Characterization of a quinole‐oxidase activity in crude extracts of Thermoplasma acidophilum and isolation of an 18‐kDa cytochrome

Abstract

A quinol-oxidase activity was detected in crude extracts of the thermoacidophilic archaebacterium Thermoplasma acidophilum. The activity was optimal at pH 5.4 and 50 degrees C. The Km for ubiquinol-10 was 18 microM. The enzyme was inhibited by 2n-heptyl-4-hydroxyquinoline N-oxide with a Ki of 150 nM. Ubiquinols with different side-chain lengths were oxidized at similar rates, whereas menaquinols were converted at 6-12-fold higher rates compared to ubiquinols. Membranes from T. acidophilum contain cytochromes of b, d and a1 types, as shown by optical spectroscopy. CO difference spectroscopy suggests the existence of a cytochrome o.

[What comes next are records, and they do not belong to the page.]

//! Loops, branches, assertions

use crate::tests::helpers::{Deployed, revert_reason};
use alloy_primitives::{I256, U256};
use vyc_data::AbiValue;

const FLOW: &str = r#"
nums: uint256[5]

@external
def fill():
    for i in range(5):
        self.nums[i] = i * i

@view
@external
def total() -> uint256:
    s: uint256 = 0
    for x in self.nums:
        s += x
    return s

@pure
@external
def sum_to(n: uint256) -> uint256:
    s: uint256 = 0
    for i in range(n, bound=100):
        s += i
    return s

@pure
@external
def span(a: int128, b: int128) -> uint256:
    count: uint256 = 0
    for i: int128 in range(a, b, bound=50):
        count += 1
    return count

@pure
@external
def first_odd_over(n: uint256) -> uint256:
    result: uint256 = 0
    for i in range(100):
        if i <= n:
            continue
        if i % 2 == 1:
            result = i
            break
    return result

@pure
@external
def classify(x: uint256) -> uint256:
    if x < 10:
        return 1
    elif x < 100:
        return 2
    else:
        return 3

@pure
@external
def guarded(x: uint256) -> uint256:
    assert x < 10, "too big"
    return x

@pure
@external
def always_fails():
    raise
"#;

fn int(value: i64) -> AbiValue {
    AbiValue::Int(I256::try_from(value).unwrap())
}

#[test]
fn loops_over_storage_arrays() {
    let mut flow = Deployed::new(FLOW);
    assert_eq!(flow.word("total()", &[]), U256::ZERO);
    flow.call("fill()", &[]).unwrap();
    assert_eq!(flow.word("total()", &[]), U256::from(1 + 4 + 9 + 16));
}

#[test]
fn bounded_ranges() {
    let mut flow = Deployed::new(FLOW);
    assert_eq!(flow.word("sum_to(uint256)", &[AbiValue::uint(10)]), U256::from(45));
    assert_eq!(flow.word("sum_to(uint256)", &[AbiValue::uint(0)]), U256::ZERO);
    assert_eq!(flow.word("sum_to(uint256)", &[AbiValue::uint(100)]), U256::from(4950));
    flow.reverts("sum_to(uint256)", &[AbiValue::uint(101)]);
}

#[test]
fn signed_ranges() {
    let mut flow = Deployed::new(FLOW);
    assert_eq!(flow.word("span(int128,int128)", &[int(-3), int(4)]), U256::from(7));
    // An end before the start iterates zero times
    assert_eq!(flow.word("span(int128,int128)", &[int(4), int(-3)]), U256::ZERO);
    flow.reverts("span(int128,int128)", &[int(0), int(51)]);
}

#[test]
fn break_and_continue() {
    let mut flow = Deployed::new(FLOW);
    assert_eq!(flow.word("first_odd_over(uint256)", &[AbiValue::uint(4)]), U256::from(5));
    assert_eq!(flow.word("first_odd_over(uint256)", &[AbiValue::uint(98)]), U256::from(99));
    assert_eq!(flow.word("first_odd_over(uint256)", &[AbiValue::uint(99)]), U256::ZERO);
}

#[test]
fn elif_chains() {
    let mut flow = Deployed::new(FLOW);
    for (x, class) in [(5, 1), (50, 2), (500, 3)] {
        assert_eq!(flow.word("classify(uint256)", &[AbiValue::uint(x)]), U256::from(class));
    }
}

#[test]
fn assertions_revert_with_reason() {
    let mut flow = Deployed::new(FLOW);
    assert_eq!(flow.word("guarded(uint256)", &[AbiValue::uint(3)]), U256::from(3));
    let failure = flow.reverts("guarded(uint256)", &[AbiValue::uint(10)]);
    assert_eq!(revert_reason(&failure).as_deref(), Some("too big"));

    let failure = flow.reverts("always_fails()", &[]);
    assert_eq!(failure.revert_data().map(|data| data.len()), Some(0));
}
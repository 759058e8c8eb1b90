//! Checked integer arithmetic. Every operation reverts on overflow, underflow and division by
//! zero, results of narrow integer types are range checked.

use super::Translator;
use crate::error::{CodegenError, Result};
use evm_glue::opcodes::Opcode;
use vyc_data::{IntType, Type, hir::BinOp};

impl Translator<'_> {
    /// Stack: [left, right] → [left op right]
    pub(super) fn arithmetic(&mut self, op: BinOp, ty: &Type) -> Result<()> {
        let Type::Int(int) = *ty else {
            return Err(CodegenError::Unsupported { op: op.symbol() });
        };
        let wide = int.bits == 256;
        match op {
            BinOp::Add if int.signed && wide => self.signed_add(),
            BinOp::Add if wide => {
                // The sum wraps iff it is smaller than the left operand
                self.ops([Opcode::DUP2, Opcode::ADD, Opcode::DUP1, Opcode::SWAP2, Opcode::GT]);
                self.panic_if();
            }
            BinOp::Add => self.op(Opcode::ADD),
            BinOp::Sub if int.signed && wide => self.signed_sub(),
            BinOp::Sub if int.signed => self.ops([Opcode::SWAP1, Opcode::SUB]),
            BinOp::Sub => {
                self.ops([Opcode::DUP2, Opcode::DUP2, Opcode::GT]);
                self.panic_if();
                self.ops([Opcode::SWAP1, Opcode::SUB]);
            }
            BinOp::Mul => self.mul(int),
            BinOp::Div | BinOp::Mod => {
                self.op(Opcode::DUP1);
                self.op(Opcode::ISZERO);
                self.panic_if();
                if int.signed && wide && op == BinOp::Div {
                    self.min_by_minus_one();
                }
                let opcode = match (op, int.signed) {
                    (BinOp::Div, false) => Opcode::DIV,
                    (BinOp::Div, true) => Opcode::SDIV,
                    (_, false) => Opcode::MOD,
                    (_, true) => Opcode::SMOD,
                };
                self.ops([Opcode::SWAP1, opcode]);
            }
            BinOp::BitAnd => self.op(Opcode::AND),
            BinOp::BitOr => self.op(Opcode::OR),
            BinOp::BitXor => self.op(Opcode::XOR),
            // The shift amount is on top, as SHL and SHR expect
            BinOp::Shl => self.op(Opcode::SHL),
            BinOp::Shr => self.op(Opcode::SHR),
            BinOp::Pow => return Err(CodegenError::Unsupported { op: "**" }),
        }
        self.check_word(ty);
        Ok(())
    }

    fn signed_add(&mut self) {
        // [l, r, s]: overflow iff (s < l) != (r < 0)
        self.ops([Opcode::DUP2, Opcode::DUP2, Opcode::ADD]);
        self.ops([Opcode::DUP1, Opcode::DUP4, Opcode::SGT]);
        self.ops([Opcode::DUP3, Opcode::PUSH0, Opcode::SGT, Opcode::XOR]);
        self.panic_if();
        self.ops([Opcode::SWAP2, Opcode::POP, Opcode::POP]);
    }

    fn signed_sub(&mut self) {
        // [l, r, d]: overflow iff (d > l) != (r < 0)
        self.ops([Opcode::DUP1, Opcode::DUP3, Opcode::SUB]);
        self.ops([Opcode::DUP3, Opcode::DUP2, Opcode::SGT]);
        self.ops([Opcode::DUP3, Opcode::PUSH0, Opcode::SGT, Opcode::XOR]);
        self.panic_if();
        self.ops([Opcode::SWAP2, Opcode::POP, Opcode::POP]);
    }

    fn mul(&mut self, int: IntType) {
        if int.signed && int.bits == 256 {
            // -1 * MIN passes the division check below
            self.ops([Opcode::DUP2, Opcode::NOT, Opcode::ISZERO, Opcode::DUP2]);
            self.push_const(int.min());
            self.ops([Opcode::EQ, Opcode::AND]);
            self.panic_if();
        }
        let div = if int.signed { Opcode::SDIV } else { Opcode::DIV };
        // [l, r, p]: valid iff l == 0 or p / l == r
        self.ops([Opcode::DUP2, Opcode::DUP2, Opcode::MUL]);
        self.ops([Opcode::DUP3, Opcode::ISZERO]);
        self.ops([Opcode::DUP4, Opcode::DUP3, div, Opcode::DUP4, Opcode::EQ, Opcode::OR]);
        self.panic_unless();
        self.ops([Opcode::SWAP2, Opcode::POP, Opcode::POP]);
    }

    /// Reverts on `MIN / -1` with [l, r] on the stack.
    fn min_by_minus_one(&mut self) {
        self.ops([Opcode::DUP1, Opcode::NOT, Opcode::ISZERO, Opcode::DUP3]);
        self.push_const(IntType::INT256.min());
        self.ops([Opcode::EQ, Opcode::AND]);
        self.panic_if();
    }
}
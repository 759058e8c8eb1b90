//! Statement translation. Statements leave the stack as they found it and release their
//! temporaries when done.

use super::{
    LoopMarks, Translator,
    constants::{ERROR_SELECTOR, SELECTOR_SIZE, WORD},
    place::Location,
};
use crate::error::{CodegenError, Result};
use alloy_primitives::U256;
use evm_glue::opcodes::Opcode;
use vyc_data::{
    EventId, IntType, LocalId, Stmt, Type, TypedExpr,
    hir::FunctionKind,
};

impl Translator<'_> {
    pub(super) fn statements(&mut self, body: &[Stmt]) -> Result<()> {
        for stmt in body {
            self.scoped(|t| t.statement(stmt))?;
        }
        Ok(())
    }

    fn statement(&mut self, stmt: &Stmt) -> Result<()> {
        match stmt {
            Stmt::Assign { target, value } => {
                self.expr(value)?;
                let location = self.location(target)?;
                self.store(location, &value.ty)
            }
            Stmt::AugAssign { target, op, value } => {
                let location = self.location(target)?;
                self.op(Opcode::DUP1);
                self.load(location, &target.ty)?;
                self.expr(value)?;
                self.arithmetic(*op, &target.ty)?;
                self.op(Opcode::SWAP1);
                self.store(location, &target.ty)
            }
            Stmt::Call(call) => self.call(call, false),
            Stmt::Expr(expr) => {
                self.expr(expr)?;
                self.op(Opcode::POP);
                Ok(())
            }
            Stmt::If { test, body, orelse } => {
                let otherwise = self.state.marks.allocate_mark();
                self.expr(test)?;
                self.op(Opcode::ISZERO);
                self.emit_jumpi(otherwise);
                self.statements(body)?;
                if orelse.is_empty() {
                    self.emit_mark(otherwise);
                } else {
                    let end = self.state.marks.allocate_mark();
                    self.emit_jump(end);
                    self.emit_mark(otherwise);
                    self.statements(orelse)?;
                    self.emit_mark(end);
                }
                Ok(())
            }
            Stmt::ForRange { var, start, end, bound, body } => {
                self.for_range(*var, start, end, *bound, body)
            }
            Stmt::ForIn { var, iter, body } => self.for_in(*var, iter, body),
            Stmt::Return(value) => self.return_from_function(value.as_ref()),
            Stmt::Assert { test, reason } => {
                let ok = self.state.marks.allocate_mark();
                self.expr(test)?;
                self.emit_jumpi(ok);
                self.revert_with(reason.as_ref())?;
                self.emit_mark(ok);
                Ok(())
            }
            Stmt::Raise(reason) => self.revert_with(reason.as_ref()),
            Stmt::Log { event, args } => self.log(*event, args),
            Stmt::Break | Stmt::Continue => {
                let is_break = matches!(stmt, Stmt::Break);
                let what = if is_break { "break" } else { "continue" };
                let Some(marks) = self.state.loops.last().copied() else {
                    return Err(CodegenError::OutsideLoop { what });
                };
                self.emit_jump(if is_break { marks.break_mark } else { marks.continue_mark });
                Ok(())
            }
            Stmt::Pass => Ok(()),
        }
    }

    /// Runs `body` once per index `0..mload(count)`, the index kept at `index`.
    fn loop_over(
        &mut self,
        count: u32,
        index: u32,
        body: &[Stmt],
        prologue: impl FnOnce(&mut Self) -> Result<()>,
    ) -> Result<()> {
        let start = self.state.marks.allocate_mark();
        let marks = LoopMarks {
            continue_mark: self.state.marks.allocate_mark(),
            break_mark: self.state.marks.allocate_mark(),
        };
        self.op(Opcode::PUSH0);
        self.mstore_at(index);

        self.emit_mark(start);
        self.mload_at(count);
        self.mload_at(index);
        self.ops([Opcode::LT, Opcode::ISZERO]);
        self.emit_jumpi(marks.break_mark);
        self.scoped(prologue)?;

        self.state.loops.push(marks);
        let result = self.statements(body);
        self.state.loops.pop();
        result?;

        self.emit_mark(marks.continue_mark);
        self.mload_at(index);
        self.push_u32(1);
        self.op(Opcode::ADD);
        self.mstore_at(index);
        self.emit_jump(start);
        self.emit_mark(marks.break_mark);
        Ok(())
    }

    fn for_range(
        &mut self,
        var: LocalId,
        start: &TypedExpr,
        end: &TypedExpr,
        bound: u64,
        body: &[Stmt],
    ) -> Result<()> {
        let first = self.temp(WORD)?;
        let count = self.temp(WORD)?;
        let index = self.temp(WORD)?;
        self.expr(start)?;
        self.mstore_at(first);

        // count = end > start ? end - start : 0
        let signed = matches!(start.ty, Type::Int(IntType { signed: true, .. }));
        self.expr(end)?;
        self.mload_at(first);
        self.ops([Opcode::DUP1, Opcode::DUP3, if signed { Opcode::SLT } else { Opcode::LT }]);
        self.ops([Opcode::SWAP2, Opcode::SUB, Opcode::SWAP1, Opcode::ISZERO, Opcode::MUL]);
        self.mstore_at(count);

        if start.as_literal().is_none() || end.as_literal().is_none() {
            self.push_const(U256::from(bound));
            self.mload_at(count);
            self.op(Opcode::GT);
            self.panic_if();
        }

        let var = self.state.frame.local(var);
        self.loop_over(count, index, body, |t| {
            t.mload_at(index);
            t.mload_at(first);
            t.op(Opcode::ADD);
            t.mstore_at(var);
            Ok(())
        })
    }

    fn for_in(&mut self, var: LocalId, iter: &TypedExpr, body: &[Stmt]) -> Result<()> {
        let Type::Array(element, len) = &iter.ty else {
            return Err(CodegenError::NotAddressable { ty: iter.ty.to_string() });
        };
        let base = self.temp(WORD)?;
        let count = self.temp(WORD)?;
        let index = self.temp(WORD)?;
        let location = self.location(iter)?;
        self.mstore_at(base);
        self.push_u32(*len);
        self.mstore_at(count);

        let var = self.state.frame.local(var);
        let stride = match location {
            Location::Storage => U256::from(element.storage_slots()),
            Location::Memory | Location::Code => U256::from(element.memory_size()),
        };
        self.loop_over(count, index, body, |t| {
            t.element(base, index, stride);
            t.load(location, element)?;
            t.push_u32(var);
            t.store(Location::Memory, element)
        })
    }

    fn return_from_function(&mut self, value: Option<&TypedExpr>) -> Result<()> {
        let kind = match self.state.function {
            Some(function) => self.contract.functions[function].kind,
            None => FunctionKind::External,
        };
        match (kind, value) {
            (FunctionKind::Internal, Some(value)) => {
                // [return address, value] → jump back with [value]
                self.expr(value)?;
                self.ops([Opcode::SWAP1, Opcode::JUMP]);
            }
            (FunctionKind::Internal, None) => self.op(Opcode::JUMP),
            (FunctionKind::Constructor, _) => {
                let deploy = self.state.deploy_mark;
                self.emit_jump(deploy);
            }
            (FunctionKind::External | FunctionKind::Fallback, Some(value)) => {
                let buffer = self.encode_values(std::slice::from_ref(value), 0)?;
                self.push_u32(buffer);
                self.op(Opcode::RETURN);
            }
            (FunctionKind::External | FunctionKind::Fallback, None) => self.op(Opcode::STOP),
        }
        Ok(())
    }

    /// Reverts, with `Error(string)` data if there is a reason.
    fn revert_with(&mut self, reason: Option<&TypedExpr>) -> Result<()> {
        let Some(reason) = reason else {
            self.ops([Opcode::PUSH0, Opcode::PUSH0, Opcode::REVERT]);
            return Ok(());
        };
        let buffer = self.encode_values(std::slice::from_ref(reason), SELECTOR_SIZE)?;
        self.push_const(U256::from(ERROR_SELECTOR) << 224);
        self.mstore_at(buffer);
        self.push_u32(SELECTOR_SIZE);
        self.op(Opcode::ADD);
        self.push_u32(buffer);
        self.op(Opcode::REVERT);
        Ok(())
    }

    fn log(&mut self, event: EventId, args: &[TypedExpr]) -> Result<()> {
        let contract = self.contract;
        let event = &contract.events[event];

        let mut topics = Vec::new();
        let mut data = Vec::new();
        for (field, arg) in event.fields.iter().zip(args) {
            if !field.indexed {
                data.push(arg.clone());
                continue;
            }
            // Byte arrays are logged as their hash
            let topic = self.temp(WORD)?;
            self.expr(arg)?;
            if arg.ty.is_byte_array() {
                self.hash_byte_array();
            }
            self.mstore_at(topic);
            topics.push(topic);
        }
        let opcode = match topics.len() {
            0 => Opcode::LOG1,
            1 => Opcode::LOG2,
            2 => Opcode::LOG3,
            3 => Opcode::LOG4,
            _ => return Err(CodegenError::Unsupported { op: "more than 3 indexed fields" }),
        };

        let size = self.temp(WORD)?;
        let buffer = if data.is_empty() {
            self.op(Opcode::PUSH0);
            0
        } else {
            self.encode_values(&data, 0)?
        };
        self.mstore_at(size);

        for &topic in topics.iter().rev() {
            self.mload_at(topic);
        }
        self.push_const(U256::from_be_bytes(event.topic0.0));
        self.mload_at(size);
        self.push_u32(buffer);
        self.op(opcode);
        Ok(())
    }
}
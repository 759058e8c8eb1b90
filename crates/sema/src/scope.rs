//! Lexical scopes, stored in an arena and linked to their parent by index.

use std::collections::HashMap;
use vyc_data::{ImmutableId, IndexVec, LocalId, TypedExpr, Type, newtype_index};

newtype_index! {
    pub struct ScopeId;
}

#[derive(Debug, Clone)]
pub enum Location {
    /// Memory-resident local or parameter.
    Memory(LocalId),
    Immutable(ImmutableId),
    /// Folded value, inlined at every use.
    Constant(TypedExpr),
}

#[derive(Debug, Clone)]
pub struct Binding {
    pub ty: Type,
    pub location: Location,
    pub mutable: bool,
}

#[derive(Debug)]
struct ScopeRecord<'src> {
    parent: Option<ScopeId>,
    names: HashMap<&'src str, Binding>,
}

#[derive(Debug)]
pub struct Scopes<'src> {
    records: IndexVec<ScopeId, ScopeRecord<'src>>,
}

impl<'src> Scopes<'src> {
    /// Arena holding only the module scope.
    pub fn new() -> Self {
        let mut records = IndexVec::new();
        records.push(ScopeRecord { parent: None, names: HashMap::new() });
        Self { records }
    }

    pub fn module(&self) -> ScopeId {
        ScopeId::new(0)
    }

    pub fn push(&mut self, parent: ScopeId) -> ScopeId {
        self.records.push(ScopeRecord { parent: Some(parent), names: HashMap::new() })
    }

    /// Declares `name` in `scope`. Shadowing a name of any enclosing scope is refused, in which
    /// case the binding is handed back.
    pub fn declare(
        &mut self,
        scope: ScopeId,
        name: &'src str,
        binding: Binding,
    ) -> Result<(), Binding> {
        if self.lookup(scope, name).is_some() {
            return Err(binding);
        }
        self.records[scope].names.insert(name, binding);
        Ok(())
    }

    /// Innermost binding of `name` visible from `scope`.
    pub fn lookup(&self, scope: ScopeId, name: &str) -> Option<&Binding> {
        let mut current = Some(scope);
        while let Some(id) = current {
            let record = &self.records[id];
            if let Some(binding) = record.names.get(name) {
                return Some(binding);
            }
            current = record.parent;
        }
        None
    }
}

impl Default for Scopes<'_> {
    fn default() -> Self {
        Self::new()
    }
}
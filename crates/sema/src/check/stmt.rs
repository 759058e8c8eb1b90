use super::{CallResult, Checker, fold};
use crate::{scope::Location, structure::is_builtin_type_name};
use alloy_primitives::U256;
use vyc_data::{
    FunctionKind, IntType, Type, TypedExpr,
    hir::{BinOp, ExprKind, Stmt},
};
use vyc_syntax::{
    Diagnostic, Result, Span,
    ast::{self, Expr, Ident, Keyword, StmtKind},
};

/// Names that can never be declared as locals.
const RESERVED: &[&str] = &[
    "self", "msg", "block", "tx", "chain", "len", "empty", "keccak256", "range",
    "create_minimal_proxy_to", "create_from_factory", "create_from_blueprint", "create_copy_of",
];

/// Whether control never falls off the end of `body`.
pub(crate) fn terminates(body: &[Stmt]) -> bool {
    match body.last() {
        Some(Stmt::Return(_) | Stmt::Raise(_)) => true,
        Some(Stmt::If { body, orelse, .. }) => terminates(body) && terminates(orelse),
        _ => false,
    }
}
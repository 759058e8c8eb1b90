//! Index types. See [`::index_vec`].

pub use index_vec::{Idx, IndexSlice, IndexVec, index_vec};

/// Creates a new index to use with [`::index_vec`]. Indices are backed by `NonZero<u32>` so that
/// `Option<Index>` stays four bytes wide.
#[macro_export]
macro_rules! newtype_index {
    () => {};
    ($(#[$attr:meta])* $vis:vis struct $name:ident; $($rest:tt)*) => {
        $(#[$attr])*
        #[derive(Clone, Copy, PartialEq, Eq, PartialOrd, Ord, Hash)]
        #[repr(transparent)]
        $vis struct $name(std::num::NonZero<u32>);

        impl std::fmt::Debug for $name {
            fn fmt(&self, f: &mut std::fmt::Formatter<'_>) -> std::fmt::Result {
                write!(f, "{}({:?})", stringify!($name), self.get())
            }
        }

        impl std::fmt::Display for $name {
            fn fmt(&self, f: &mut std::fmt::Formatter<'_>) -> std::fmt::Result {
                write!(f, "{}", self.get())
            }
        }

        impl $crate::index::Idx for $name {
            #[inline(always)]
            fn from_usize(value: usize) -> Self {
                let value = u32::try_from(value).expect("index overflowed");
                Self::new(value)
            }

            #[inline(always)]
            fn index(self) -> usize {
                self.get() as usize
            }
        }

        impl $name {
            #[inline(always)]
            $vis const fn new(value: u32) -> Self {
                let inner_repr = value.checked_add(1).expect("index overflowed");
                Self(std::num::NonZero::new(inner_repr).expect("inner_repr should never be zero"))
            }

            #[inline(always)]
            $vis const fn get(self) -> u32 {
                self.0.get() - 1
            }
        }

        $crate::newtype_index!($($rest)*);
    };
}

newtype_index! {
    /// Function of the contract, constructor and fallback included.
    pub struct FunctionId;
    /// Parameter or local variable, numbered per function.
    pub struct LocalId;
    pub struct StorageId;
    pub struct ImmutableId;
    pub struct EventId;
}

#[cfg(test)]
mod tests {
    use super::*;

    newtype_index!(
        struct MyIndex;
    );

    #[test]
    fn test_newtype_index() {
        assert_eq!(MyIndex::new(0).get(), 0);
        assert_eq!(MyIndex::new(1).get(), 1);
        assert_eq!(MyIndex::new(0xFFFF_FF00).get(), 0xFFFF_FF00);
        assert_eq!(LocalId::from_usize(7).index(), 7);
    }

    #[test]
    fn test_index_size() {
        assert_eq!(std::mem::size_of::<MyIndex>(), 4);
        assert_eq!(std::mem::size_of::<Option<MyIndex>>(), 4);
        assert_eq!(std::mem::size_of::<FunctionId>(), 4);
        assert_eq!(std::mem::size_of::<Option<LocalId>>(), 4);
    }
}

A b-type cytochrome with an apparent molecular mass of 18 kDa was purified in the presence of high detergent concentrations. It readily forms dimers on SDS/PAGE. This cytochrome also contains Cu, as shown by atomic-absorption spectroscopy. Redox titration suggests that the 18-kDa cytochrome may contain 2 heme groups; b558 with a midpoint potential of 75 mV and b562/553 with a midpoint potential of -150 mV.